東京の西の郊外で「西郊」、下宿を英語にすると「lodging」。西郊ロッヂングは、初代が文京区本郷で営んでいた下宿を1931(昭和6)年に荻窪に移転して始まった。移転時に建築された木造2階建ての本館と、1938(昭和13)年に増築された同2階建ての新館があり、共に2009(平成21)年に国の登録有形文化財に指定されている。
昭和初期の下宿といえば、ふすまや障子で仕切られた和室を間借りするものだったが、西郊ロッヂングには施錠できるドアの付いた洋式の部屋が導入された。床は米松(べいまつ)で張られており、今風に言えばフローリングだろうか。作り付けのベッドやクローゼットなども備えた、当時の最先端のおしゃれな下宿だった。内線電話までが各部屋に引かれており、ふるさとの家族から電話があるとおかみさんがつないでくれて、下宿者は部屋から通話ができたという。一般家庭でもまだ電話が珍しかった時代だ。

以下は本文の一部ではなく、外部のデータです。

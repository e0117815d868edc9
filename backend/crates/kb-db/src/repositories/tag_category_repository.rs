use crate::repositories::row_decode;
use crate::{DbError, Result as DbErrorResult};

use kb_core::TagCategory;

use uuid::Uuid;

const TABLE: &str = "tag_categories";

#[derive(sqlx::FromRow)]
struct TagCategoryRow {
    id: String,
    project_id: String,
    name: String,
    color: Option<String>,
    position: i64,
}

impl TryFrom<TagCategoryRow> for TagCategory {
    type Error = DbError;

    fn try_from(row: TagCategoryRow) -> DbErrorResult<Self> {
        Ok(TagCategory {
            id: row_decode::uuid(TABLE, "id", &row.id)?,
            project_id: row_decode::uuid(TABLE, "project_id", &row.project_id)?,
            name: row.name,
            color: row.color,
            position: row.position,
        })
    }
}

pub struct TagCategoryRepository;

impl TagCategoryRepository {
    pub async fn create<'e, E>(executor: E, category: &TagCategory) -> DbErrorResult<()>
    where
        E: sqlx::Executor<'e, Database = sqlx::Sqlite>,
    {
        sqlx::query(
            "INSERT INTO tag_categories (id, project_id, name, color, position) VALUES (?, ?, ?, ?, ?)",
        )
        .bind(category.id.to_string())
        .bind(category.project_id.to_string())
        .bind(&category.name)
        .bind(&category.color)
        .bind(category.position)
        .execute(executor)
        .await?;

        Ok(())
    }

    pub async fn find_by_id<'e, E>(executor: E, id: Uuid) -> DbErrorResult<Option<TagCategory>>
    where
        E: sqlx::Executor<'e, Database = sqlx::Sqlite>,
    {
        sqlx::query_as::<_, TagCategoryRow>(
            "SELECT id, project_id, name, color, position FROM tag_categories WHERE id = ?",
        )
        .bind(id.to_string())
        .fetch_optional(executor)
        .await?
        .map(TagCategory::try_from)
        .transpose()
    }

    /// Categories of a project in display order
    pub async fn find_by_project<'e, E>(
        executor: E,
        project_id: Uuid,
    ) -> DbErrorResult<Vec<TagCategory>>
    where
        E: sqlx::Executor<'e, Database = sqlx::Sqlite>,
    {
        sqlx::query_as::<_, TagCategoryRow>(
            r#"
                SELECT id, project_id, name, color, position
                FROM tag_categories
                WHERE project_id = ?
                ORDER BY position ASC, name ASC
            "#,
        )
        .bind(project_id.to_string())
        .fetch_all(executor)
        .await?
        .into_iter()
        .map(TagCategory::try_from)
        .collect()
    }
}
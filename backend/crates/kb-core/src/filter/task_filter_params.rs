//! Query-string form of a [`TaskFilter`].
//!
//! Lists are comma-joined; `tagMode` is `and` or `or` and defaults to `or`
//! when absent.

use crate::models::column_dto::parse_uuid;
use crate::models::task_dto::parse_date;
use crate::{CoreResult, Priority, TagMode, TaskFilter};

use std::str::FromStr;

use serde::{Deserialize, Serialize};

#[derive(Debug, Clone, Default, PartialEq, Eq, Serialize, Deserialize)]
pub struct TaskFilterParams {
    #[serde(default, skip_serializing_if = "Option::is_none")]
    pub q: Option<String>,
    /// Comma-joined priorities, e.g. `2,4`
    #[serde(default, skip_serializing_if = "Option::is_none")]
    pub prio: Option<String>,
    /// Due-date lower bound (YYYY-MM-DD)
    #[serde(default, skip_serializing_if = "Option::is_none")]
    pub df: Option<String>,
    /// Due-date upper bound (YYYY-MM-DD)
    #[serde(default, skip_serializing_if = "Option::is_none")]
    pub dt: Option<String>,
    /// Comma-joined tag UUIDs
    #[serde(
        default,
        rename = "tagIds",
        skip_serializing_if = "Option::is_none"
    )]
    pub tag_ids: Option<String>,
    #[serde(
        default,
        rename = "tagMode",
        skip_serializing_if = "Option::is_none"
    )]
    pub tag_mode: Option<String>,
}

impl TaskFilterParams {
    /// Validate and convert into a typed filter
    #[track_caller]
    pub fn into_filter(self) -> CoreResult<TaskFilter> {
        let priorities = split_list(self.prio.as_deref())
            .map(Priority::from_str)
            .collect::<CoreResult<Vec<_>>>()?;

        let tag_ids = split_list(self.tag_ids.as_deref())
            .map(parse_uuid)
            .collect::<CoreResult<Vec<_>>>()?;

        let tag_mode = match non_blank(self.tag_mode.as_deref()) {
            Some(mode) => TagMode::from_str(mode)?,
            None => TagMode::default(),
        };

        let due_from = non_blank(self.df.as_deref()).map(parse_date).transpose()?;
        let due_to = non_blank(self.dt.as_deref()).map(parse_date).transpose()?;

        Ok(TaskFilter::builder()
            .text(self.q.unwrap_or_default())
            .priorities(priorities)
            .due_from(due_from)
            .due_to(due_to)
            .tag_ids(tag_ids)
            .tag_mode(tag_mode)
            .build())
    }
}

impl From<&TaskFilter> for TaskFilterParams {
    fn from(filter: &TaskFilter) -> Self {
        let join = |items: Vec<String>| (!items.is_empty()).then(|| items.join(","));

        Self {
            q: filter.text().map(str::to_string),
            prio: join(filter.priorities().iter().map(|p| p.to_string()).collect()),
            df: filter.due_from().map(|d| d.to_string()),
            dt: filter.due_to().map(|d| d.to_string()),
            tag_ids: join(filter.tag_ids().iter().map(|id| id.to_string()).collect()),
            tag_mode: (filter.tag_mode() != TagMode::Or)
                .then(|| filter.tag_mode().as_str().to_string()),
        }
    }
}

fn split_list(raw: Option<&str>) -> impl Iterator<Item = &str> {
    raw.unwrap_or_default()
        .split(',')
        .map(str::trim)
        .filter(|s| !s.is_empty())
}

fn non_blank(raw: Option<&str>) -> Option<&str> {
    raw.map(str::trim).filter(|s| !s.is_empty())
}
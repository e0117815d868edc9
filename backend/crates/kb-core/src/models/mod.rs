pub mod board;
pub mod column;
pub mod column_dto;
pub mod position;
pub mod priority;
pub mod project;
pub mod tag;
pub mod tag_category;
pub mod tag_mode;
pub mod task;
pub mod task_dto;
use kb_core::Board;

use serde::Serialize;

#[derive(Debug, Serialize)]
pub struct BoardDto {
    pub id: String,
    pub project_id: String,
    pub name: String,
    pub is_default: bool,
    pub created_at: i64,
}

impl From<Board> for BoardDto {
    fn from(b: Board) -> Self {
        Self {
            id: b.id.to_string(),
            project_id: b.project_id.to_string(),
            name: b.name,
            is_default: b.is_default,
            created_at: b.created_at.timestamp_millis(),
        }
    }
}
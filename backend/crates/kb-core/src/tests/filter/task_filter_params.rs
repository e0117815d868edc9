use crate::{Priority, TagMode, TaskFilter, TaskFilterParams};

use chrono::NaiveDate;
use googletest::prelude::*;
use uuid::Uuid;

#[test]
fn given_no_params_when_converted_then_empty_filter_in_or_mode() {
    let filter = TaskFilterParams::default().into_filter().unwrap();

    assert!(filter.is_empty());
    assert_that!(filter.tag_mode(), eq(TagMode::Or));
}

#[test]
fn given_full_params_when_converted_then_typed_filter() {
    let (a, b) = (Uuid::new_v4(), Uuid::new_v4());
    let params = TaskFilterParams {
        q: Some("login".to_string()),
        prio: Some("2, 4".to_string()),
        df: Some("2026-01-01".to_string()),
        dt: Some("2026-01-31".to_string()),
        tag_ids: Some(format!("{},{}", a, b)),
        tag_mode: Some("AND".to_string()),
    };

    let filter = params.into_filter().unwrap();

    assert_that!(filter.text(), some(eq("login")));
    assert_that!(filter.priorities().len(), eq(2));
    assert!(filter.priorities().contains(&Priority::new(4).unwrap()));
    assert_that!(filter.due_from(), eq(NaiveDate::from_ymd_opt(2026, 1, 1)));
    assert_that!(filter.due_to(), eq(NaiveDate::from_ymd_opt(2026, 1, 31)));
    assert!(filter.tag_ids().contains(&a) && filter.tag_ids().contains(&b));
    assert_that!(filter.tag_mode(), eq(TagMode::And));
}

#[test]
fn given_out_of_range_priority_when_converted_then_error() {
    let params = TaskFilterParams {
        prio: Some("1,9".to_string()),
        ..Default::default()
    };

    let err = params.into_filter().unwrap_err();

    assert!(err.is_validation());
    assert_that!(err.field(), some(eq("priority")));
}

#[test]
fn given_bad_tag_id_when_converted_then_error() {
    let params = TaskFilterParams {
        tag_ids: Some("not-a-uuid".to_string()),
        ..Default::default()
    };

    assert_that!(params.into_filter(), err(anything()));
}

#[test]
fn given_bad_date_when_converted_then_error() {
    let params = TaskFilterParams {
        df: Some("2026-13-40".to_string()),
        ..Default::default()
    };

    assert_that!(params.into_filter(), err(anything()));
}

#[test]
fn given_five_digit_year_bound_when_converted_then_error() {
    let params = TaskFilterParams {
        df: Some("+10000-01-01".to_string()),
        ..Default::default()
    };

    assert_that!(params.into_filter(), err(anything()));
}

#[test]
fn given_unknown_mode_when_converted_then_error() {
    let params = TaskFilterParams {
        tag_mode: Some("xor".to_string()),
        ..Default::default()
    };

    assert_that!(params.into_filter(), err(anything()));
}

#[test]
fn given_filter_when_converted_to_params_then_or_mode_omitted() {
    let tag = Uuid::new_v4();
    let filter = TaskFilter::builder()
        .priorities([Priority::new(2).unwrap(), Priority::new(4).unwrap()])
        .tag_ids([tag])
        .build();

    let params = TaskFilterParams::from(&filter);

    assert_that!(params.prio.as_deref(), some(eq("2,4")));
    assert_that!(params.tag_ids, some(eq(&tag.to_string())));
    assert_that!(params.tag_mode, none());
    assert_that!(params.q, none());
    assert_that!(params.into_filter().unwrap(), eq(&filter));
}

#[test]
fn given_params_when_serialized_then_camel_case_tag_keys() {
    let params = TaskFilterParams {
        tag_ids: Some("x".to_string()),
        tag_mode: Some("and".to_string()),
        ..Default::default()
    };

    let json = serde_json::to_value(&params).unwrap();

    assert_that!(json["tagIds"].as_str(), some(eq("x")));
    assert_that!(json["tagMode"].as_str(), some(eq("and")));
    assert!(json.get("q").is_none());
}
pub mod error;
pub mod filter;
pub mod models;
pub mod ordering;

#[cfg(test)]
mod tests;

pub use error::{CoreError, Result as CoreResult};
pub use filter::filter_clause::FilterClause;
pub use filter::filter_evaluator::FilterEvaluator;
pub use filter::task_filter::{TaskFilter, TaskFilterBuilder};
pub use filter::task_filter_params::TaskFilterParams;
pub use filter::task_scope::TaskScope;
pub use models::board::Board;
pub use models::column::Column;
pub use models::column_dto::ColumnDto;
pub use models::position::Position;
pub use models::priority::{MAX_PRIORITY, MIN_PRIORITY, Priority};
pub use models::project::Project;
pub use models::tag::Tag;
pub use models::tag_category::TagCategory;
pub use models::tag_mode::TagMode;
pub use models::task::Task;
pub use models::task_dto::{TaskDto, parse_date};
pub use ordering::ordered_collection::{MovePlan, OrderedCollection};
pub use ordering::position_allocator::{
    DEFAULT_POSITION, DEFAULT_RENUMBER_STEP, END_OFFSET, PositionAllocator,
};
pub use ordering::positioned::Positioned;

pub use error_location::ErrorLocation;
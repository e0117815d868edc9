use kb_core::TaskDto;

use serde::Serialize;

#[derive(Debug, Serialize)]
pub struct TaskResponse {
    pub task: TaskDto,
}
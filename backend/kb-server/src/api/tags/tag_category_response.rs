use crate::TagCategoryDto;

use serde::Serialize;

#[derive(Debug, Serialize)]
pub struct TagCategoryResponse {
    pub category: TagCategoryDto,
}
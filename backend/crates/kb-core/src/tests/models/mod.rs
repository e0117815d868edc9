mod position;
mod priority;
mod tag_mode;
mod task_dto;
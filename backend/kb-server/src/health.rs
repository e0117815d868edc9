use crate::AppState;

use axum::{
    Json,
    extract::State,
    http::StatusCode,
    response::{IntoResponse, Response},
};
use serde_json::json;

/// GET /health
pub async fn health_check(State(state): State<AppState>) -> Response {
    let database = match sqlx::query("SELECT 1").execute(&state.pool).await {
        Ok(_) => "operational",
        Err(e) => {
            log::warn!("Health check could not reach the database: {}", e);
            "unavailable"
        }
    };

    let (status, summary) = if database == "operational" {
        (StatusCode::OK, "healthy")
    } else {
        (StatusCode::SERVICE_UNAVAILABLE, "degraded")
    };

    let health = json!({
        "status": summary,
        "version": env!("CARGO_PKG_VERSION"),
        "components": {
            "database": database,
        },
        "timestamp": chrono::Utc::now().to_rfc3339(),
    });

    (status, Json(health)).into_response()
}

本館は、1948(昭和23)年に改装して新たに旅館「西郊」として営業を開始。下宿者たちの食堂だった場所が、現在はロビー付近となっている。1階には大広間があり、昭和30年代はプリンス自動車など荻窪界隈の企業の宴会でにぎわったそうだ。「当時はこの近くにも宴会場をもつ旅館や割烹が何軒かあり、出張や接待などで多くのお客様がいらっしゃいました。」とご主人の平間美民氏は言う。
その後、地方からさまざまな利用客を迎え、現在は遠方からの宿泊客のほか、木の建物の雰囲気を楽しむ都区内からの宿泊客も多い。和風旅館を希望する海外からの旅行客が、知人の紹介で宿泊することも年々増えている。
2000(平成12)年に賃貸アパートメントとしてリニューアルされた新館は、常に空き待ちの絶えない人気物件だ。真鍮(しんちゅう)のドアノブは、賃貸につき鍵交換が必要で取り換えざるを得なかったが、扉その他は新築時のまま。建物のまとうレトロな雰囲気から、現在ではモデルを使った写真の撮影場所などにも使われている。住む人の話では、時を経た天井の高い建物は時間の流れがゆっくりに感じるという。
青銅ドームをいただく建物が面する南北の道は、宰相近衛文麿氏の荻外荘(てきがいそう)に続く。平間氏の祖母の話によると、宰相の邸宅と都心との間を結ぶこの道を使者が頻繁に行き来していたそうだ。